This Article is From Nov 13, 2019

Beaches In France Closed After 1,000 Kg Of Cocaine Washes Up Along Coast

The cocaine is extremely pure at some 83 percent and therefore highly dangerous, an official said, urging people not to touch the packages and to alert the police.

Beaches In France Closed After 1,000 Kg Of Cocaine Washes Up Along Coast

Beach in Capbreton, southwestern France, where cocaine packages have been found last days.

Rennes:

Authorities have closed beaches in southwest France as packages of cocaine continue to mysteriously wash up along the country's Atlantic coast, with more than 1,000 kilograms discovered since mid-October, a prosecutor said Tuesday.

The packages are now being found farther north, with a five-kilo parcel turning up at Camaret-sur-Mer on the western tip of Brittany on Tuesday, Philippe Astruc, the public prosecutor in Rennes, told AFP.

"It's the same cargo," Astruc said, adding that "we're going to still be finding them for a while".

"Each tide brings in a batch. They are still fairly significant with around 100 kilos arriving each day all along the coast," he said.

Customs officers are also finding some of the packages at sea, he said.

Officials in Rennes are coordinating the searches for the packages, which have appeared on hundreds of kilometres of coastline all the way south to the posh resort town of Biarritz.

Around 100 investigators are working with European counterparts as well as the US Drug Enforcement Agency to try to figure out why the drugs have been washing ashore almost daily, Astruc said.

The cocaine is extremely pure at some 83 percent and therefore highly dangerous, Astruc said, urging people not to touch the packages and to alert the police.

That has not stopped some from trying to get their hands on the drugs, whose street value would be in the millions of euros, prompting police to close some beaches and start carrying out patrols.

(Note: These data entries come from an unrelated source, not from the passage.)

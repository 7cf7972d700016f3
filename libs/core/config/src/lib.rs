pub mod server;
pub mod tracing;

use std::env;
use std::fmt::Display;
use std::str::FromStr;
use thiserror::Error;

/// Configuration error type
#[derive(Error, Debug)]
pub enum ConfigError {
    #[error("Environment variable '{0}' is required but not set")]
    MissingEnvVar(String),

    #[error("Failed to parse environment variable '{key}': {details}")]
    ParseError { key: String, details: String },
}

/// Application environment
#[derive(Clone, Debug, PartialEq, Eq)]
pub enum Environment {
    Development,
    Production,
}

impl Environment {
    pub fn from_env() -> Self {
        let app_env = env::var("APP_ENV").unwrap_or_else(|_| "development".to_string());

        if app_env.eq_ignore_ascii_case("production") {
            Environment::Production
        } else {
            Environment::Development
        }
    }

    pub fn is_production(&self) -> bool {
        matches!(self, Environment::Production)
    }

    pub fn is_development(&self) -> bool {
        matches!(self, Environment::Development)
    }
}

/// Static application metadata reported by the health endpoint
#[derive(Clone, Copy, Debug, PartialEq, Eq)]
pub struct AppInfo {
    pub name: &'static str,
    pub version: &'static str,
}

/// Builds an [`AppInfo`] from the calling crate's Cargo metadata.
#[macro_export]
macro_rules! app_info {
    () => {
        $crate::AppInfo {
            name: env!("CARGO_PKG_NAME"),
            version: env!("CARGO_PKG_VERSION"),
        }
    };
}

/// Trait for configuration that can be loaded from environment variables
pub trait FromEnv: Sized {
    fn from_env() -> Result<Self, ConfigError>;
}

/// Helper to load and parse environment variable with a default value
pub fn env_or_default(key: &str, default: &str) -> String {
    env::var(key).unwrap_or_else(|_| default.to_string())
}

/// Helper to load and parse environment variable or return error
pub fn env_required(key: &str) -> Result<String, ConfigError> {
    env::var(key).map_err(|_| ConfigError::MissingEnvVar(key.to_string()))
}

/// Parse a required environment variable into `T`
pub fn env_parse_required<T>(key: &str) -> Result<T, ConfigError>
where
    T: FromStr,
    T::Err: Display,
{
    parse_value(key, &env_required(key)?)
}

/// Parse an optional environment variable into `T`, falling back to `default`
pub fn env_parse_or_default<T>(key: &str, default: &str) -> Result<T, ConfigError>
where
    T: FromStr,
    T::Err: Display,
{
    parse_value(key, &env_or_default(key, default))
}

fn parse_value<T>(key: &str, raw: &str) -> Result<T, ConfigError>
where
    T: FromStr,
    T::Err: Display,
{
    raw.parse::<T>().map_err(|e| ConfigError::ParseError {
        key: key.to_string(),
        details: format!("{}", e),
    })
}
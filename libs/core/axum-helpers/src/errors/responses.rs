//! Reusable OpenAPI response types for consistent API documentation.

use super::ErrorResponse;
#[allow(unused_imports)]
use serde_json::json;
use utoipa::ToResponse;

#[derive(ToResponse)]
#[response(
    description = "Internal Server Error",
    content_type = "application/json",
    example = json!({
        "code": 2003,
        "error": "DATABASE_ERROR",
        "message": "error communicating with database: connection refused"
    })
)]
pub struct InternalServerErrorResponse(pub ErrorResponse);

#[derive(ToResponse)]
#[response(
    description = "Bad Request - Malformed JSON body",
    content_type = "application/json",
    example = json!({
        "code": 1003,
        "error": "JSON_EXTRACTION",
        "message": "Failed to deserialize the JSON body into the target type: missing field `name`"
    })
)]
pub struct BadRequestJsonResponse(pub ErrorResponse);

#[derive(ToResponse)]
#[response(
    description = "Bad Request - Invalid ID",
    content_type = "application/json",
    example = json!({
        "code": 1002,
        "error": "INVALID_ID",
        "message": "Invalid ID: abc"
    })
)]
pub struct BadRequestIdResponse(pub ErrorResponse);

#[derive(ToResponse)]
#[response(
    description = "Resource not found",
    content_type = "application/json",
    example = json!({
        "code": 1004,
        "error": "NOT_FOUND",
        "message": "Resource not found"
    })
)]
pub struct NotFoundResponse(pub ErrorResponse);
//! Item Service - turns store outcomes into domain results

use std::sync::Arc;
use tracing::instrument;

use crate::error::{ItemError, ItemResult};
use crate::models::{CreateItem, Item, UpdateItem};
use crate::repository::ItemRepository;

/// Item service sitting between the HTTP handlers and the repository.
///
/// Missing rows become [`ItemError::NotFound`] here, so get, update and
/// delete all report a missing id the same way.
pub struct ItemService<R: ItemRepository> {
    repository: Arc<R>,
}

impl<R: ItemRepository> ItemService<R> {
    /// Create a new ItemService with the given repository
    pub fn new(repository: R) -> Self {
        Self {
            repository: Arc::new(repository),
        }
    }

    #[instrument(skip(self))]
    pub async fn list_items(&self) -> ItemResult<Vec<Item>> {
        self.repository.list().await
    }

    #[instrument(skip(self))]
    pub async fn get_item(&self, id: i32) -> ItemResult<Item> {
        self.repository
            .get_by_id(id)
            .await?
            .ok_or(ItemError::NotFound(id))
    }

    #[instrument(skip(self, input), fields(item_name = %input.name))]
    pub async fn create_item(&self, input: CreateItem) -> ItemResult<Item> {
        self.repository.create(input).await
    }

    /// Replace name and description; the returned item always carries `id`.
    #[instrument(skip(self, input))]
    pub async fn update_item(&self, id: i32, input: UpdateItem) -> ItemResult<Item> {
        let item = self
            .repository
            .update(id, input)
            .await?
            .ok_or(ItemError::NotFound(id))?;

        Ok(Item { id, ..item })
    }

    /// Delete an item and return what was removed
    #[instrument(skip(self))]
    pub async fn delete_item(&self, id: i32) -> ItemResult<Item> {
        self.repository
            .delete(id)
            .await?
            .ok_or(ItemError::NotFound(id))
    }
}

impl<R: ItemRepository> Clone for ItemService<R> {
    fn clone(&self) -> Self {
        Self {
            repository: Arc::clone(&self.repository),
        }
    }
}
/// Unified database error type for connection management and health checks
#[derive(Debug, thiserror::Error)]
pub enum DatabaseError {
    /// Connection could not be established
    #[error("Connection failed: {0}")]
    ConnectionFailed(String),

    /// Health check failed
    #[error("Health check failed: {0}")]
    HealthCheckFailed(String),
}

/// Result type alias for database operations
pub type DatabaseResult<T> = Result<T, DatabaseError>;
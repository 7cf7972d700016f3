//! Readiness endpoint backed by a real database round trip.

use crate::state::AppState;
use axum::{
    Router,
    extract::State,
    response::{IntoResponse, Response},
    routing::get,
};
use axum_helpers::server::{HealthCheckFuture, run_health_checks};

/// Create the readiness router
pub fn router(state: AppState) -> Router {
    Router::new()
        .route("/ready", get(ready_handler))
        .with_state(state)
}

/// Readiness check: runs `SELECT 1` against PostgreSQL.
#[utoipa::path(
    get,
    path = "/ready",
    tag = "Health",
    responses(
        (status = 200, description = "Database reachable"),
        (status = 503, description = "Database unreachable")
    )
)]
pub async fn ready_handler(State(state): State<AppState>) -> Response {
    let checks: Vec<(&str, HealthCheckFuture<'_>)> = vec![(
        "database",
        Box::pin(async {
            database::postgres::check_health(&state.db)
                .await
                .map_err(|e| e.to_string())
        }),
    )];

    match run_health_checks(checks).await {
        Ok((status, json)) => (status, json).into_response(),
        Err((status, json)) => (status, json).into_response(),
    }
}

#[cfg(test)]
mod tests {
    use super::*;
    use crate::config::{Config, Environment};
    use axum::{body::Body, http::Request, http::StatusCode};
    use core_config::{app_info, server::ServerConfig};
    use database::postgres::PostgresConfig;
    use http_body_util::BodyExt;
    use sea_orm::{DatabaseBackend, DbErr, MockDatabase, Value};
    use std::collections::BTreeMap;
    use tower::ServiceExt;

    fn state(db: MockDatabase) -> AppState {
        AppState {
            config: Config {
                app: app_info!(),
                postgres: PostgresConfig::new("localhost", 5432, "u", "p", "items"),
                server: ServerConfig::default(),
                environment: Environment::Development,
            },
            db: db.into_connection(),
        }
    }

    async fn ready(state: AppState) -> (StatusCode, serde_json::Value) {
        let request = Request::builder().uri("/ready").body(Body::empty()).unwrap();
        let response = router(state).oneshot(request).await.unwrap();
        let status = response.status();
        let bytes = response.into_body().collect().await.unwrap().to_bytes();
        (status, serde_json::from_slice(&bytes).unwrap())
    }

    #[tokio::test]
    async fn test_ready_when_database_answers() {
        let db = MockDatabase::new(DatabaseBackend::Postgres)
            .append_query_results([vec![BTreeMap::from([("?column?", Value::from(1i32))])]]);

        let (status, body) = ready(state(db)).await;
        assert_eq!(status, StatusCode::OK);
        assert_eq!(body["database"], "connected");
    }

    #[tokio::test]
    async fn test_not_ready_when_database_fails() {
        let db = MockDatabase::new(DatabaseBackend::Postgres)
            .append_query_errors([DbErr::Custom("connection refused".to_string())]);

        let (status, body) = ready(state(db)).await;
        assert_eq!(status, StatusCode::SERVICE_UNAVAILABLE);
        assert_eq!(body["status"], "not ready");
    }
}
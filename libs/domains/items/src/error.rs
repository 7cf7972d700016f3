use axum::response::{IntoResponse, Response};
use axum_helpers::AppError;
use database::DatabaseError;
use sea_orm::DbErr;
use thiserror::Error;

#[derive(Debug, Error)]
pub enum ItemError {
    #[error("Item {0} not found")]
    NotFound(i32),

    #[error("Invalid input: {0}")]
    Validation(String),

    #[error("Database error: {0}")]
    Database(String),
}

pub type ItemResult<T> = Result<T, ItemError>;

/// Convert ItemError to AppError for standardized error responses
impl From<ItemError> for AppError {
    fn from(err: ItemError) -> Self {
        match err {
            ItemError::NotFound(id) => AppError::NotFound(format!("Item {} not found", id)),
            ItemError::Validation(msg) => AppError::BadRequest(msg),
            ItemError::Database(msg) => AppError::Database(msg),
        }
    }
}

impl IntoResponse for ItemError {
    fn into_response(self) -> Response {
        let app_error: AppError = self.into();
        app_error.into_response()
    }
}

impl From<DbErr> for ItemError {
    fn from(err: DbErr) -> Self {
        ItemError::Database(err.to_string())
    }
}

impl From<DatabaseError> for ItemError {
    fn from(err: DatabaseError) -> Self {
        ItemError::Database(err.to_string())
    }
}
//! # Axum Helpers
//!
//! Shared building blocks for the Axum HTTP services in this workspace.
//!
//! ## Modules
//!
//! - **[`server`]**: Router assembly, health checks, graceful shutdown
//! - **[`errors`]**: Structured error responses with error codes
//! - **[`extractors`]**: Custom extractors (integer id path, JSON body)
//!
//! ## Quick Start
//!
//! ```ignore
//! use axum::Router;
//! use axum_helpers::server::{create_production_app, create_router};
//! use core_config::server::ServerConfig;
//! use utoipa::OpenApi;
//!
//! #[derive(OpenApi)]
//! #[openapi(paths())]
//! struct ApiDoc;
//!
//! let routes = Router::new(); // Add your routes
//! let router = create_router::<ApiDoc>(routes);
//! create_production_app(router, &ServerConfig::default(), Duration::from_secs(30), async {}).await?;
//! ```

pub mod errors;
pub mod extractors;
pub mod server;

// Re-export server types
pub use server::{
    HealthCheckFuture, HealthResponse, ShutdownCoordinator, create_production_app, create_router,
    health_router, run_health_checks, shutdown_signal,
};

// Re-export error types
pub use errors::{AppError, ErrorCode, ErrorResponse};

// Re-export extractors
pub use extractors::{IdPath, JsonBody};
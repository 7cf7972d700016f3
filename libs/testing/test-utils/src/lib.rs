//! Shared test utilities for domain testing
//!
//! - `TestDatabase`: PostgreSQL container with automatic cleanup
//!
//! # Usage
//!
//! ```rust,no_run
//! use test_utils::TestDatabase;
//!
//! #[tokio::test]
//! async fn my_postgres_test() {
//!     let db = TestDatabase::new().await;
//!     let config = db.config();
//!     // Hand `config` to the code under test, or use `db.connection()` directly.
//! }
//! ```

mod postgres;

pub use postgres::TestDatabase;
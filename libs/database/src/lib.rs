//! Database library providing the PostgreSQL connector and utilities
//!
//! # Features
//!
//! - `postgres` (default) - PostgreSQL support with SeaORM
//! - `config` - Configuration support with `core_config::FromEnv`
//!
//! # Example
//!
//! ```ignore
//! use database::postgres::{self, PostgresConfig};
//!
//! let config = PostgresConfig::new("localhost", 5432, "postgres", "secret", "items");
//! let db = postgres::connect_from_config(config).await?;
//! postgres::check_health(&db).await?;
//! ```

pub mod common;

#[cfg(feature = "postgres")]
pub mod postgres;

pub use common::{DatabaseError, DatabaseResult};
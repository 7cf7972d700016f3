//! Custom extractors for Axum handlers.
//!
//! Both extractors reject with the standard [`ErrorResponse`](crate::ErrorResponse)
//! body and a 400 status, so handlers never see half-parsed input.

pub mod id_path;
pub mod json_body;

pub use id_path::IdPath;
pub use json_body::JsonBody;
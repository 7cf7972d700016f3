//! Server infrastructure module.
//!
//! This module provides:
//! - Router assembly with OpenAPI document, tracing and 404 fallback
//! - Health and readiness helpers
//! - Graceful shutdown coordination
//!
//! # Example
//!
//! ```ignore
//! use axum_helpers::server::{create_production_app, create_router, health_router};
//! use core_config::{app_info, server::ServerConfig};
//!
//! let router = create_router::<ApiDoc>(api_routes).merge(health_router(app_info!()));
//! create_production_app(router, &ServerConfig::default(), Duration::from_secs(30), cleanup).await?;
//! ```

pub mod app;
pub mod health;
pub mod shutdown;

pub use app::{create_production_app, create_router};
pub use health::{HealthCheckFuture, HealthResponse, health_router, run_health_checks};
pub use shutdown::{ShutdownCoordinator, shutdown_signal};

"We fear that people will try and find these products and use them -- which is incredibly dangerous -- and that traffickers or would-be traffickers will say 'we can make some money here'," Astruc said.

"Tempting"

On Monday, a 17-year-old was caught with five kilos of cocaine at Lacanau, a closed-off surfing beach near the southwestern city of Bordeaux -- he had come from Toulouse, a three-hour drive away.

A half-dozen other beaches in the area have been closed as well, with police stopping walkers for searches and also checking cars leaving nearby parking lots.

A police helicopter was also being used along the 125-kilometre stretch between Cap Ferret and Soulac-sur-Mer, which includes the Lacanau beach.

A woman who gave her name as Martine failed to notice the closure signs at the Porge beach on Monday, when officers told her and a friend to leave.

"When we turned around we saw a package next to the water," she said, saying they alerted the police, who estimated it weighed some four kilos before sealing it in a plastic bag.

"It would have been tempting to take it, but we're honest!" she told AFP.

"Very dangerous"

Astruc said 1,010 kilos (nearly 2,230 pounds) have been recovered so far, a sharp jump from just two days ago, when 763 kilos were reported.

"In this form it's a very dangerous product that could cause an overdose," his office said Sunday.

"There are several hypotheses, but for the moment we think it's likely they were jettisoned because of a mechanical problem or during a storm," Astruc said in a statement on Sunday.

Investigators are poring over maritime logs from mid-October for clues about where the drugs might have come from, he said Tuesday.

The Sud-Ouest newspaper reported over the weekend that some packages found on the beach at Arcachon, southwest of Bordeaux,were marked "Diamante" or "Brillante".

Packages of cocaine marked with the same words also reportedly washed up in Florida during hurricane Dorian in September, it said.

Police seized a record or more than 140 tons of cocaine across Europe in 2017, the most recent data available from the EU's European Monitoring Centre for Drugs and Drug Addiction, published in June.

Most was seized in Belgium and Spain, long the main port of entry for the drug, and its purity has increased markedly over the past ten years, the agency said.